§ **Your task**
Which lines of the data contain the string "builder"? Show each of them.

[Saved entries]
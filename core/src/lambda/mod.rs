//! The lazy/reactive engine.
//!
//! A lambda value wraps a computation over a [`Scope`](crate::Scope). It is
//! forced on first use and cached until one of its inputs notifies it.
//! A notification is a single pass over everything that depends on it:
//!
//! ```text
//! scope.set("age", 10)
//!   -> collect variable("age") and (age >= 18)
//!   -> clear both caches
//!   -> run each one's listener callbacks once, with the new value
//! ```
//!
//! Dependency edges are weak: dropping a lambda value unsubscribes it.

mod builder;
mod engine;
mod fix;
mod fork;
mod guard;

pub use builder::{LambdaBuilder, variable, wrap, wrap_unfixable};
pub use engine::{Callback, Compute, Lambda};
pub use fork::{ForkState, Forked, fork};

§ **Reply**
mod builder;
pub use builder::{LambdaBuilder, variable, wrap, wrap_unfixable};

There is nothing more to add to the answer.